This object consists of 2 parts, some of which may be located elsewhere.

Writing Table

ca. 1750-60 (made)
Artist/Maker
Place Of Origin

This ingenious table allows the user to choose one of two surfaces, either for playing cards or for writing. When the writing surface is open, the user has access to a hidden nest of drawers, which pop up suddenly on springs, when a catch is released. It was made in Neuwied in Germany in about 1750-60 by Abraham Roentgen (1711-1793), a cabinet-maker who had spent some time in London in the 1730s, where such mechanical tables were first made. In London he also practised the technique of inlaying engraved brass plaques into furniture. For this table, he has based his central plaque on a figure of ‘Winter’, from an engraving by Gottfried Bernhard Göz (1708-1774), who was a fellow member of the Moravian Church, of which Roentgen was an active member. Roentgen became one of Germany’s best-known cabinet-makers and his son David, who carried on his workshop, became celebrated throughout Europe, selling in Paris and to the Empress Catherine the Great in St Petersburg.


object details
Categories
Object Type
Parts
This object consists of 2 parts.

  • Writing and Card Table With Mechanical Action
  • Key
Materials and Techniques
Cherry, in the solid with carved decoration and veneered on a carcase of pine, oak and beech, with additional veneers of padouk and repairs in mahogany
Brief Description
Writing and card table with mechanical, 'harlequin' action revealing a nest of drawers, in cherry and other wood with inlay of brass, German, c. 1750-60, by Abraham Roentgen
Physical Description
Writing and card table in solid and veneered cherry, of gate-leg form, with serpentine outline and cabriole legs, the lower edge of the deep carcase carved with rococo motifs in imitation of gilt-bronze mounts, the top of the table inlaid with engraved brass plaques. The triple-flapped top opens firstly to show a baize surface for cards and secondly to show a leather-lined writing surface, behind which is a fitted reading stand mounted on a nest of drawers which rises on springs when a catch is released.



Design

The four cabriole legs are in solid cherry, carved at the knees with rococo motifs. The front and the sides are veneered in cherry with the grain set vertically, cut to show a wave-like figure, with three sheets on the front and two on each side. This vertical setting allows the veneer to follow more easily the serpentine outline of the table. The lower edge of all sides are set with applied sections of solid cherry, which are carved with rococo motifs, running without interruption into the carving on the legs. An oval keyhole escutcheon in brass is set on the centre of the front.

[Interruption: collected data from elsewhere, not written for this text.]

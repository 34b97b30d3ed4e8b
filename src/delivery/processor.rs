//! Queue-consumer side of the split deployment: one POSTed task per mention
//! event, processed within the queue's execution budget.

use crate::MentionEvent;
use crate::gemini::Generator;
use crate::handler::MentionHandler;
use crate::slack::ThreadPlatform;

use axum::extract::State;
use axum::http::StatusCode;
use axum::response::{IntoResponse, Response};
use axum::routing::post;
use axum::{Json, Router};
use std::sync::Arc;

pub fn router<P, G>(handler: Arc<MentionHandler<P, G>>) -> Router
where
    P: ThreadPlatform + 'static,
    G: Generator + 'static,
{
    Router::new()
        .route("/tasks/mention", post(handle_task::<P, G>))
        .with_state(handler)
}

async fn handle_task<P, G>(
    State(handler): State<Arc<MentionHandler<P, G>>>,
    Json(event): Json<MentionEvent>,
) -> Response
where
    P: ThreadPlatform + 'static,
    G: Generator + 'static,
{
    match handler.handle(&event).await {
        Ok(()) => StatusCode::NO_CONTENT.into_response(),
        // Non-2xx hands the event back to the queue's redelivery policy. The
        // thread has already received its error notice by this point.
        Err(error) => (StatusCode::INTERNAL_SERVER_ERROR, error.to_string()).into_response(),
    }
}
//! Fast-ack Slack Events API receiver: verify the request signature, answer
//! the URL-verification challenge, and enqueue `app_mention` events.
//!
//! The ack must beat Slack's retry timer; generation happens in the
//! processor once the queue delivers the event there.

use crate::MentionEvent;
use crate::delivery::queue::TaskQueue;
use crate::delivery::signature;

use axum::body::Bytes;
use axum::extract::State;
use axum::http::{HeaderMap, StatusCode};
use axum::response::{IntoResponse, Response};
use axum::routing::post;
use axum::{Json, Router};
use serde_json::Value;
use std::sync::Arc;

pub struct ReceiverState<Q> {
    pub signing_secret: String,
    pub queue: Q,
}

pub fn router<Q: TaskQueue + 'static>(state: Arc<ReceiverState<Q>>) -> Router {
    Router::new()
        .route("/slack/events", post(handle_events::<Q>))
        .with_state(state)
}

async fn handle_events<Q: TaskQueue + 'static>(
    State(state): State<Arc<ReceiverState<Q>>>,
    headers: HeaderMap,
    body: Bytes,
) -> Response {
    let timestamp = header_str(&headers, "x-slack-request-timestamp");
    let provided = header_str(&headers, "x-slack-signature");
    let body_str = std::str::from_utf8(&body).unwrap_or("");

    if !signature::verify(
        &state.signing_secret,
        timestamp,
        body_str,
        provided,
        signature::unix_now(),
    ) {
        tracing::warn!("rejected slack event: bad signature or stale timestamp");
        return StatusCode::UNAUTHORIZED.into_response();
    }

    let payload: Value = match serde_json::from_slice(&body) {
        Ok(value) => value,
        Err(error) => {
            tracing::warn!(%error, "slack event body is not valid JSON");
            return StatusCode::BAD_REQUEST.into_response();
        }
    };

    // URL verification challenge handshake.
    if payload["type"] == "url_verification" {
        let challenge = payload["challenge"].as_str().unwrap_or("").to_string();
        return Json(serde_json::json!({ "challenge": challenge })).into_response();
    }

    if payload["type"] == "event_callback" {
        if let Some(event) = extract_mention(&payload["event"]) {
            if let Err(error) = state.queue.enqueue(&event).await {
                tracing::error!(%error, "failed to enqueue mention event");
                // Non-2xx so Slack redelivers instead of dropping the event.
                return StatusCode::INTERNAL_SERVER_ERROR.into_response();
            }
            tracing::info!(channel = %event.channel, ts = %event.ts, "mention event accepted");
        }
    }

    StatusCode::OK.into_response()
}

fn header_str<'a>(headers: &'a HeaderMap, name: &str) -> &'a str {
    headers
        .get(name)
        .and_then(|value| value.to_str().ok())
        .unwrap_or("")
}

/// Pull a [`MentionEvent`] out of an `app_mention` event callback. Edits and
/// deletes carry a `subtype` and are ignored, as are authorless events.
fn extract_mention(event: &Value) -> Option<MentionEvent> {
    if event["type"].as_str() != Some("app_mention") {
        return None;
    }
    if event["subtype"].is_string() {
        return None;
    }
    let user = event["user"].as_str()?;
    let channel = event["channel"].as_str()?;
    let ts = event["ts"].as_str()?;
    Some(MentionEvent {
        channel: channel.to_string(),
        user: user.to_string(),
        text: event["text"].as_str().unwrap_or_default().to_string(),
        ts: ts.to_string(),
        thread_ts: event["thread_ts"].as_str().map(String::from),
    })
}

#[cfg(test)]
mod tests {
    use super::*;
    use serde_json::json;

    #[test]
    fn extracts_a_threaded_mention() {
        let event = json!({
            "type": "app_mention",
            "user": "U1",
            "channel": "C1",
            "text": "<@UBOT> what is this?",
            "ts": "2.0",
            "thread_ts": "1.0"
        });
        let mention = extract_mention(&event).expect("mention extracted");
        assert_eq!(mention.channel, "C1");
        assert_eq!(mention.user, "U1");
        assert_eq!(mention.ts, "2.0");
        assert_eq!(mention.thread_ts.as_deref(), Some("1.0"));
    }

    #[test]
    fn mention_without_thread_ts_roots_its_own_thread() {
        let event = json!({
            "type": "app_mention",
            "user": "U1",
            "channel": "C1",
            "text": "<@UBOT> hi",
            "ts": "3.0"
        });
        let mention = extract_mention(&event).expect("mention extracted");
        assert_eq!(mention.thread_ts, None);
        assert_eq!(mention.thread_root(), "3.0");
    }

    #[test]
    fn other_event_types_are_ignored() {
        let event = json!({
            "type": "reaction_added",
            "user": "U1",
            "channel": "C1",
            "ts": "3.0"
        });
        assert!(extract_mention(&event).is_none());
    }

    #[test]
    fn subtyped_events_are_ignored() {
        let event = json!({
            "type": "app_mention",
            "subtype": "message_changed",
            "user": "U1",
            "channel": "C1",
            "ts": "3.0"
        });
        assert!(extract_mention(&event).is_none());
    }

    #[test]
    fn authorless_events_are_ignored() {
        let event = json!({
            "type": "app_mention",
            "channel": "C1",
            "ts": "3.0"
        });
        assert!(extract_mention(&event).is_none());
    }
}
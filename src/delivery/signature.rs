//! Slack request signature verification (v0 HMAC-SHA256 scheme).

use hmac::{Hmac, Mac};
use sha2::Sha256;

type HmacSha256 = Hmac<Sha256>;

/// Requests whose timestamp is further than this many seconds from now are
/// rejected outright, which bounds replay of captured requests.
pub const MAX_TIMESTAMP_SKEW_SECS: i64 = 300;

/// Compute the `v0=<hex>` signature for a request body.
pub fn sign(signing_secret: &str, timestamp: &str, body: &str) -> String {
    let base = format!("v0:{timestamp}:{body}");
    let mut mac = HmacSha256::new_from_slice(signing_secret.as_bytes())
        .expect("HMAC accepts any key length");
    mac.update(base.as_bytes());
    format!("v0={}", hex::encode(mac.finalize().into_bytes()))
}

/// Verify a request signature against the signing secret. `now` is unix
/// seconds, injected so the freshness check is testable.
pub fn verify(signing_secret: &str, timestamp: &str, body: &str, provided: &str, now: i64) -> bool {
    let Ok(ts) = timestamp.parse::<i64>() else {
        return false;
    };
    if (now - ts).abs() > MAX_TIMESTAMP_SKEW_SECS {
        return false;
    }
    sign(signing_secret, timestamp, body) == provided
}

/// Current unix time in seconds.
pub fn unix_now() -> i64 {
    std::time::SystemTime::now()
        .duration_since(std::time::UNIX_EPOCH)
        .unwrap_or_default()
        .as_secs() as i64
}

#[cfg(test)]
mod tests {
    use super::*;

    const SECRET: &str = "8f742231b10e8888abcd99yyyzzz85a5";
    const NOW: i64 = 1_717_000_000;

    fn ts() -> String {
        NOW.to_string()
    }

    #[test]
    fn accepts_a_signature_it_produced() {
        let body = r#"{"type":"event_callback"}"#;
        let provided = sign(SECRET, &ts(), body);
        assert!(verify(SECRET, &ts(), body, &provided, NOW));
    }

    #[test]
    fn rejects_a_tampered_body() {
        let provided = sign(SECRET, &ts(), "original");
        assert!(!verify(SECRET, &ts(), "tampered", &provided, NOW));
    }

    #[test]
    fn rejects_the_wrong_secret() {
        let provided = sign("other-secret", &ts(), "body");
        assert!(!verify(SECRET, &ts(), "body", &provided, NOW));
    }

    #[test]
    fn rejects_stale_timestamps() {
        let stale = (NOW - MAX_TIMESTAMP_SKEW_SECS - 1).to_string();
        let provided = sign(SECRET, &stale, "body");
        assert!(!verify(SECRET, &stale, "body", &provided, NOW));
    }

    #[test]
    fn rejects_timestamps_from_the_future() {
        let future = (NOW + MAX_TIMESTAMP_SKEW_SECS + 1).to_string();
        let provided = sign(SECRET, &future, "body");
        assert!(!verify(SECRET, &future, "body", &provided, NOW));
    }

    #[test]
    fn rejects_unparseable_timestamps() {
        let provided = sign(SECRET, "yesterday", "body");
        assert!(!verify(SECRET, "yesterday", "body", &provided, NOW));
    }

    #[test]
    fn signature_carries_the_version_prefix() {
        assert!(sign(SECRET, &ts(), "body").starts_with("v0="));
    }
}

The top surface of the closed table is veneered with two sheets of cherry veneer, set so that each centres on an oval section of grain. A single stringing line of brass is inlaid round the outer edge of the top, interrupted at the corners and centre front and back with engraved brass plaques in the form of rococo shell/leaf motifs, with smaller motifs at the mid-point between these. The centre of the top is set with an engraved brass plaque of irregular form, showing a seated woman in a fur-trimmed cape and wearing a bonnet, representing ‘Winter’. This is based on an engraving of Winter, in a series of the Four Seasons, by Gottfried Bernhard Göz (1708-1774), and Augsburg engraver. The edges of all three tops are lipped in cherry, set cross-grained, and with the edges rounded.



The top flap opens to show a baize-covered playing surface, the edges, circular corner panels for candlesticks and four asymmetrically placed, inset, dished sections for counters, all veneered in cherry, set longitudinally. The two flaps are inset with green baize (replacement) with stamped edges.



The underside of the top flap is lined with green Russia leather (replaced in the early nineteenth century), with blind lining and beading stamped on the edges. This leather continues onto the fixed top for approximately 9 cm and the framing motifs are worked on this also. The leather is inset into a frame of cross-banded cherry veneer.



On the lowest, fixed, top, the outer frame is laid with cherry veneer running laterally around a trio of recesses set with a central book-rest.



This is in fact the top level of a rectangular nest of drawers, which rises on springs set in the case beneath (see below). It is released by a small metal catch, set in a semi-circular recess cut out just to the front of the nest in the centre of the table. The two lowest top panels are held together at each side by a brass latch, to resist what could be the pressure of the nest under the middle flap if the catch fails. The nest is of oak, veneered and faced with cherry, the front set with drawers veneered on the fronts with red-stained cherry, the grain set vertically, with a small ring handle to each in brass. Two tiers of four drawers flank a central section with two double-width drawers below and, above, an oak-lined trio of pigeonholes, the central one wider than the other two. This is set with a thin, oak shelf which can be adjusted in height in ladder-racks cut in the side of the compartment. The top of each of the pigeonholes is set with an arched cornice faced with red-stained cherry veneer (the righ-hand one replaced in mahogany), these acting as glue blocks that strengthen the oak divisions, which are cut into angled grooves on the carcase.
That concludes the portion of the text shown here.